//! The `config` module holds the accounts an ATM session starts from.
use std::{io, path::Path};

use csv::{ReaderBuilder, Trim};
use serde::{Deserialize, de};
use thiserror::Error;

use crate::bank::{
    Account, DECIMAL_PRECISION,
    types::{AccountNumber, Money, Pin, Role},
};

/// PIN used by both built-in accounts.
pub const DEFAULT_PIN: Pin = 1234;

/// Shown from the role selection screen.
pub const DEFAULT_SUPPORT_CONTACT: &str =
    "Visit your nearest branch or write to support@atm.example";

/// Everything the controller needs to run a session.
#[derive(Debug, Clone)]
pub struct AtmConfig {
    /// The single user account.
    pub user: Account,
    /// The single administrator account.
    pub admin: Account,
    /// PIN the administrator logs in with.
    pub admin_pin: Pin,
    /// Contact details printed on request.
    pub support_contact: String,
}

impl Default for AtmConfig {
    fn default() -> Self {
        AtmConfig {
            user: Account::user(
                987654321,
                "Hardik",
                DEFAULT_PIN,
                50_000 * DECIMAL_PRECISION,
                "9370054900",
            ),
            admin: Account::admin(
                123456789,
                "Admin",
                1_000_000 * DECIMAL_PRECISION,
                "9876543210",
            ),
            admin_pin: DEFAULT_PIN,
            support_contact: DEFAULT_SUPPORT_CONTACT.to_string(),
        }
    }
}

/// Custom deserializer for decimal balances to the fixed-point representation.
fn deserialize_money<'de, D>(deserializer: D) -> Result<Money, D::Error>
where
    D: de::Deserializer<'de>,
{
    let value = f64::deserialize(deserializer)?;
    let bound = (Money::MAX / DECIMAL_PRECISION) as f64;
    if !value.is_finite() || value.abs() > bound {
        return Err(de::Error::custom(format!("balance {value} is out of range")));
    }
    Ok((value * DECIMAL_PRECISION as f64).round() as Money)
}

/// One row of an account seed file.
#[derive(Deserialize, Debug)]
struct AccountRecord {
    role: Role,

    #[serde(rename = "account")]
    account_number: AccountNumber,

    #[serde(rename = "name")]
    holder_name: String,

    #[serde(deserialize_with = "deserialize_money")]
    balance: Money,

    #[serde(rename = "mobile")]
    mobile_number: String,

    pin: Option<Pin>,
}

impl AtmConfig {
    /// Loads the accounts from a CSV seed file.
    pub fn from_path(path: impl AsRef<Path>) -> Result<Self, ConfigError> {
        let reader = ReaderBuilder::new().trim(Trim::All).from_path(path)?;
        Self::from_records(reader)
    }

    /// Loads the accounts from CSV data with a `role,account,name,balance,mobile,pin` header.
    #[cfg(test)]
    pub fn from_reader<R: io::Read>(rdr: R) -> Result<Self, ConfigError> {
        let reader = ReaderBuilder::new().trim(Trim::All).from_reader(rdr);
        Self::from_records(reader)
    }

    fn from_records<R: io::Read>(mut reader: csv::Reader<R>) -> Result<Self, ConfigError> {
        let mut user = None;
        let mut admin = None;

        for record in reader.deserialize::<AccountRecord>() {
            let record = record?;
            if record.balance < 0 {
                return Err(ConfigError::NegativeBalance(record.role));
            }
            let pin = record.pin.ok_or(ConfigError::MissingPin(record.role))?;
            let slot = match record.role {
                Role::User => &mut user,
                Role::Admin => &mut admin,
            };
            if slot.is_some() {
                return Err(ConfigError::DuplicateAccount(record.role));
            }
            *slot = Some(record_to_account(record, pin));
        }

        let (user, _) = user.ok_or(ConfigError::MissingAccount(Role::User))?;
        let (admin, admin_pin) = admin.ok_or(ConfigError::MissingAccount(Role::Admin))?;
        Ok(AtmConfig {
            user,
            admin,
            admin_pin,
            support_contact: DEFAULT_SUPPORT_CONTACT.to_string(),
        })
    }
}

fn record_to_account(record: AccountRecord, pin: Pin) -> (Account, Pin) {
    let account = match record.role {
        Role::User => Account::user(
            record.account_number,
            record.holder_name,
            pin,
            record.balance,
            record.mobile_number,
        ),
        Role::Admin => Account::admin(
            record.account_number,
            record.holder_name,
            record.balance,
            record.mobile_number,
        ),
    };
    (account, pin)
}

/// Errors that can occur while loading an account seed file.
#[derive(Error, Debug)]
pub enum ConfigError {
    #[error("Failed to read accounts: {0}")]
    Csv(#[from] csv::Error),
    #[error("No {0} account defined")]
    MissingAccount(Role),
    #[error("More than one {0} account defined")]
    DuplicateAccount(Role),
    #[error("The {0} account has no PIN")]
    MissingPin(Role),
    #[error("The {0} account has a negative balance")]
    NegativeBalance(Role),
}

#[cfg(test)]
mod tests {
    use super::*;

    const SEED: &str = "\
role,account,name,balance,mobile,pin
user, 11, Alice, 120.5, 555-0100, 4321
admin, 22, Root, 9000, 555-0199, 9999
";

    #[test]
    fn test_default_literals() {
        let config = AtmConfig::default();
        assert_eq!(config.user.get_account_number(), 987654321);
        assert_eq!(config.user.get_holder_name(), "Hardik");
        assert_eq!(config.user.get_balance(), 500_000_000);
        assert_eq!(config.user.get_mobile_number(), "9370054900");
        assert!(config.user.authenticate(1234));
        assert_eq!(config.admin.get_account_number(), 123456789);
        assert_eq!(config.admin.get_balance(), 10_000_000_000);
        assert_eq!(config.admin.get_role(), Role::Admin);
        assert_eq!(config.admin_pin, 1234);
    }

    #[test]
    fn test_from_reader() {
        let config = AtmConfig::from_reader(SEED.as_bytes()).unwrap();
        assert_eq!(config.user.get_account_number(), 11);
        assert_eq!(config.user.get_holder_name(), "Alice");
        assert_eq!(config.user.get_balance(), 1_205_000);
        assert!(config.user.authenticate(4321));
        assert_eq!(config.admin.get_holder_name(), "Root");
        assert_eq!(config.admin.get_mobile_number(), "555-0199");
        assert_eq!(config.admin_pin, 9999);
    }

    #[test]
    fn test_missing_admin() {
        let seed = "role,account,name,balance,mobile,pin\nuser,1,A,10,1,1\n";
        assert!(matches!(
            AtmConfig::from_reader(seed.as_bytes()),
            Err(ConfigError::MissingAccount(Role::Admin))
        ));
    }

    #[test]
    fn test_duplicate_user() {
        let seed = "role,account,name,balance,mobile,pin\nuser,1,A,10,1,1\nuser,2,B,10,2,2\n";
        assert!(matches!(
            AtmConfig::from_reader(seed.as_bytes()),
            Err(ConfigError::DuplicateAccount(Role::User))
        ));
    }

    #[test]
    fn test_missing_pin() {
        let seed = "role,account,name,balance,mobile,pin\nuser,1,A,10,1,1\nadmin,2,B,10,2,\n";
        assert!(matches!(
            AtmConfig::from_reader(seed.as_bytes()),
            Err(ConfigError::MissingPin(Role::Admin))
        ));
    }

    #[test]
    fn test_negative_balance() {
        let seed = "role,account,name,balance,mobile,pin\nuser,1,A,-10,1,1\n";
        assert!(matches!(
            AtmConfig::from_reader(seed.as_bytes()),
            Err(ConfigError::NegativeBalance(Role::User))
        ));
    }

    #[test]
    fn test_non_finite_balance() {
        for balance in ["NaN", "inf", "-inf", "1e300", "922337203685478"] {
            let seed = format!(
                "role,account,name,balance,mobile,pin\nuser,1,A,{balance},1,1\nadmin,2,B,10,2,2\n"
            );
            assert!(
                matches!(
                    AtmConfig::from_reader(seed.as_bytes()),
                    Err(ConfigError::Csv(_))
                ),
                "balance {balance} was accepted"
            );
        }
    }

    #[test]
    fn test_largest_balance() {
        let seed = "role,account,name,balance,mobile,pin\nuser,1,A,922337203685477,1,1\nadmin,2,B,10,2,2\n";
        let config = AtmConfig::from_reader(seed.as_bytes()).unwrap();
        assert!(config.user.get_balance() > 0);
    }

    #[test]
    fn test_unknown_role() {
        let seed = "role,account,name,balance,mobile,pin\nguest,1,A,10,1,1\n";
        assert!(matches!(
            AtmConfig::from_reader(seed.as_bytes()),
            Err(ConfigError::Csv(_))
        ));
    }
}
//! The menu controller driving an ATM session over line-oriented input.
use thiserror::Error;
use tokio::io::{AsyncBufRead, AsyncBufReadExt, AsyncWrite, AsyncWriteExt};
use tracing::{debug, info, warn};

use crate::bank::{
    AtmConfig, TransactionError,
    types::{Pin, Role, format_money, money_from_units},
};

const INVALID_CHOICE: &str = "Enter Valid Data !!!";

/// How a session ended.
#[derive(Debug, Clone, Copy, PartialEq, Eq)]
pub enum SessionOutcome {
    /// The operator chose exit from a menu.
    Exited,
    /// The PIN did not match; no menu was entered.
    AuthenticationFailed,
}

impl SessionOutcome {
    /// The process exit status for this outcome.
    pub fn exit_code(&self) -> i32 {
        match self {
            SessionOutcome::Exited => 0,
            SessionOutcome::AuthenticationFailed => 1,
        }
    }
}

/// Errors that end a session abnormally.
#[derive(Error, Debug)]
pub enum SessionError {
    #[error("Console I/O failed: {0}")]
    Io(#[from] std::io::Error),
    #[error("Input closed before the session ended")]
    InputClosed,
}

/// Entries of the role selection screen.
#[derive(Debug, Clone, Copy, PartialEq, Eq)]
enum RoleChoice {
    Login(Role),
    Contact,
}

impl RoleChoice {
    fn from_selection(selection: &str) -> Option<Self> {
        match selection.parse::<u8>().ok()? {
            1 => Some(RoleChoice::Login(Role::User)),
            2 => Some(RoleChoice::Login(Role::Admin)),
            3 => Some(RoleChoice::Contact),
            _ => None,
        }
    }
}

/// Entries of the user menu.
#[derive(Debug, Clone, Copy, PartialEq, Eq)]
enum UserChoice {
    CheckBalance,
    Withdraw,
    ShowDetails,
    UpdateMobile,
    Exit,
}

impl UserChoice {
    fn from_selection(selection: &str) -> Option<Self> {
        match selection.parse::<u8>().ok()? {
            1 => Some(UserChoice::CheckBalance),
            2 => Some(UserChoice::Withdraw),
            3 => Some(UserChoice::ShowDetails),
            4 => Some(UserChoice::UpdateMobile),
            5 => Some(UserChoice::Exit),
            _ => None,
        }
    }
}

/// Entries of the admin menu.
#[derive(Debug, Clone, Copy, PartialEq, Eq)]
enum AdminChoice {
    CheckBalance,
    ShowUserDetails,
    ShowAdminDetails,
    Exit,
}

impl AdminChoice {
    fn from_selection(selection: &str) -> Option<Self> {
        match selection.parse::<u8>().ok()? {
            1 => Some(AdminChoice::CheckBalance),
            2 => Some(AdminChoice::ShowUserDetails),
            3 => Some(AdminChoice::ShowAdminDetails),
            4 => Some(AdminChoice::Exit),
            _ => None,
        }
    }
}

/// A single ATM session: role selection, PIN check, then the role's menu loop.
pub struct Atm<R, W> {
    config: AtmConfig,
    input: R,
    output: W,
}

impl<R, W> Atm<R, W>
where
    R: AsyncBufRead + Unpin,
    W: AsyncWrite + Unpin,
{
    /// Creates a session over the given accounts and console streams.
    pub fn new(config: AtmConfig, input: R, output: W) -> Self {
        Atm {
            config,
            input,
            output,
        }
    }

    /// Retrieves the accounts as they currently stand.
    #[cfg(test)]
    pub fn get_config(&self) -> &AtmConfig {
        &self.config
    }

    /// Splits the session back into its accounts and streams.
    #[cfg(test)]
    pub fn into_parts(self) -> (AtmConfig, R, W) {
        (self.config, self.input, self.output)
    }

    /// Runs the session until the operator exits or authentication fails.
    pub async fn run(&mut self) -> Result<SessionOutcome, SessionError> {
        let role = self.select_role().await?;
        debug!(%role, "role selected");

        if !self.authenticate(role).await? {
            warn!(%role, "authentication failed");
            self.say("Invalid PIN. Exiting...").await?;
            return Ok(SessionOutcome::AuthenticationFailed);
        }
        info!(%role, "authenticated");

        match role {
            Role::User => self.user_menu().await?,
            Role::Admin => self.admin_menu().await?,
        }
        Ok(SessionOutcome::Exited)
    }

    async fn select_role(&mut self) -> Result<Role, SessionError> {
        loop {
            self.say("\nWelcome to the bank ATM!").await?;
            self.say("Select User Type:").await?;
            self.say("1. User").await?;
            self.say("2. Admin").await?;
            self.say("3. Contact Us").await?;
            let line = self.read_line().await?;
            match RoleChoice::from_selection(&line) {
                Some(RoleChoice::Login(role)) => return Ok(role),
                Some(RoleChoice::Contact) => {
                    let contact = self.config.support_contact.clone();
                    self.say(&contact).await?;
                }
                None => self.say(INVALID_CHOICE).await?,
            }
            self.pause().await?;
        }
    }

    /// Reads a PIN and checks it against the account for `role`.
    /// Input that is not a number never authenticates.
    async fn authenticate(&mut self, role: Role) -> Result<bool, SessionError> {
        self.prompt("Enter your PIN to log in: ").await?;
        let line = self.read_line().await?;
        let Ok(candidate) = line.parse::<Pin>() else {
            return Ok(false);
        };
        Ok(match role {
            Role::User => self.config.user.authenticate(candidate),
            Role::Admin => candidate == self.config.admin_pin,
        })
    }

    async fn user_menu(&mut self) -> Result<(), SessionError> {
        loop {
            self.say("\n**** Welcome to ATM *****").await?;
            self.say("Select Options").await?;
            self.say("1. Check Balance").await?;
            self.say("2. Cash withdraw").await?;
            self.say("3. Show User Details").await?;
            self.say("4. Update Mobile no.").await?;
            self.say("5. Exit").await?;
            let line = self.read_line().await?;
            match UserChoice::from_selection(&line) {
                Some(UserChoice::CheckBalance) => self.show_user_balance().await?,
                Some(UserChoice::Withdraw) => self.withdraw().await?,
                Some(UserChoice::ShowDetails) => self.show_user_details().await?,
                Some(UserChoice::UpdateMobile) => self.update_mobile().await?,
                Some(UserChoice::Exit) => return Ok(()),
                None => self.say(INVALID_CHOICE).await?,
            }
            self.pause().await?;
        }
    }

    async fn admin_menu(&mut self) -> Result<(), SessionError> {
        loop {
            self.say("\n**** Welcome to ATM (Admin) *****").await?;
            self.say("Select Options").await?;
            self.say("1. Check User Balance").await?;
            self.say("2. Show User Details").await?;
            self.say("3. Show Admin Details").await?;
            self.say("4. Exit").await?;
            let line = self.read_line().await?;
            match AdminChoice::from_selection(&line) {
                Some(AdminChoice::CheckBalance) => self.show_user_balance().await?,
                Some(AdminChoice::ShowUserDetails) => self.show_user_details().await?,
                Some(AdminChoice::ShowAdminDetails) => {
                    let details = self.config.admin.to_string();
                    self.say(&details).await?;
                }
                Some(AdminChoice::Exit) => return Ok(()),
                None => self.say(INVALID_CHOICE).await?,
            }
            self.pause().await?;
        }
    }

    async fn show_user_balance(&mut self) -> Result<(), SessionError> {
        let balance = format_money(self.config.user.get_balance());
        self.say(&format!("User's Bank balance is : {balance}")).await
    }

    async fn show_user_details(&mut self) -> Result<(), SessionError> {
        let details = self.config.user.to_string();
        self.say(&details).await
    }

    /// Amounts are whole currency units; anything unparseable is rejected like a bad amount.
    async fn withdraw(&mut self) -> Result<(), SessionError> {
        self.prompt("Enter the amount : ").await?;
        let line = self.read_line().await?;
        let amount = line.parse::<i64>().ok().and_then(money_from_units);
        let result = match amount {
            Some(amount) => self.config.user.cash_withdraw(amount),
            None => Err(TransactionError::InvalidAmountOrInsufficientBalance),
        };
        match result {
            Ok(balance) => {
                self.say("Please Collect Your Cash").await?;
                self.say(&format!("Available Balance : {}", format_money(balance)))
                    .await
            }
            Err(err) => self.say(&err.to_string()).await,
        }
    }

    async fn update_mobile(&mut self) -> Result<(), SessionError> {
        self.prompt("Enter Old Mobile No. : ").await?;
        let previous = self.read_line().await?;
        self.prompt("Enter New Mobile No. : ").await?;
        let new = self.read_line().await?;
        match self.config.user.set_mobile(&previous, new) {
            Ok(()) => self.say("Successfully Updated Mobile no.").await,
            Err(err) => self.say(&err.to_string()).await,
        }
    }

    async fn pause(&mut self) -> Result<(), SessionError> {
        self.prompt("Press Enter to continue...").await?;
        self.read_line().await?;
        Ok(())
    }

    /// Reads one line with surrounding whitespace removed.
    async fn read_line(&mut self) -> Result<String, SessionError> {
        let mut line = String::new();
        if self.input.read_line(&mut line).await? == 0 {
            return Err(SessionError::InputClosed);
        }
        Ok(line.trim().to_string())
    }

    async fn prompt(&mut self, text: &str) -> Result<(), SessionError> {
        self.output.write_all(text.as_bytes()).await?;
        self.output.flush().await?;
        Ok(())
    }

    async fn say(&mut self, text: &str) -> Result<(), SessionError> {
        self.output.write_all(text.as_bytes()).await?;
        self.output.write_all(b"\n").await?;
        self.output.flush().await?;
        Ok(())
    }
}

* * * * *

_Problem description:_
Your task is to restate, word for word, only those lines above that fall between the line holding "single administrator account." and the line holding "pub fn from_reader<R: io::Read>(rdr: R)", inclusive.

_Answer to this exercise:_
    /// The single administrator account.
    pub admin: Account,
    /// PIN the administrator logs in with.
    pub admin_pin: Pin,
    /// Contact details printed on request.
    pub support_contact: String,
}

impl Default for AtmConfig {
    fn default() -> Self {
        AtmConfig {
            user: Account::user(
                987654321,
                "Hardik",
                DEFAULT_PIN,
                50_000 * DECIMAL_PRECISION,
                "9370054900",
            ),
            admin: Account::admin(
                123456789,
                "Admin",
                1_000_000 * DECIMAL_PRECISION,
                "9876543210",
            ),
            admin_pin: DEFAULT_PIN,
            support_contact: DEFAULT_SUPPORT_CONTACT.to_string(),
        }
    }
}

/// Custom deserializer for decimal balances to the fixed-point representation.
fn deserialize_money<'de, D>(deserializer: D) -> Result<Money, D::Error>
where
    D: de::Deserializer<'de>,
{
    let value = f64::deserialize(deserializer)?;
    let bound = (Money::MAX / DECIMAL_PRECISION) as f64;
    if !value.is_finite() || value.abs() > bound {
        return Err(de::Error::custom(format!("balance {value} is out of range")));
    }
    Ok((value * DECIMAL_PRECISION as f64).round() as Money)
}

/// One row of an account seed file.
#[derive(Deserialize, Debug)]
struct AccountRecord {
    role: Role,

    #[serde(rename = "account")]
    account_number: AccountNumber,

    #[serde(rename = "name")]
    holder_name: String,

    #[serde(deserialize_with = "deserialize_money")]
    balance: Money,

    #[serde(rename = "mobile")]
    mobile_number: String,

    pin: Option<Pin>,
}

impl AtmConfig {
    /// Loads the accounts from a CSV seed file.
    pub fn from_path(path: impl AsRef<Path>) -> Result<Self, ConfigError> {
        let reader = ReaderBuilder::new().trim(Trim::All).from_path(path)?;
        Self::from_records(reader)
    }

    /// Loads the accounts from CSV data with a `role,account,name,balance,mobile,pin` header.
    #[cfg(test)]
    pub fn from_reader<R: io::Read>(rdr: R) -> Result<Self, ConfigError> {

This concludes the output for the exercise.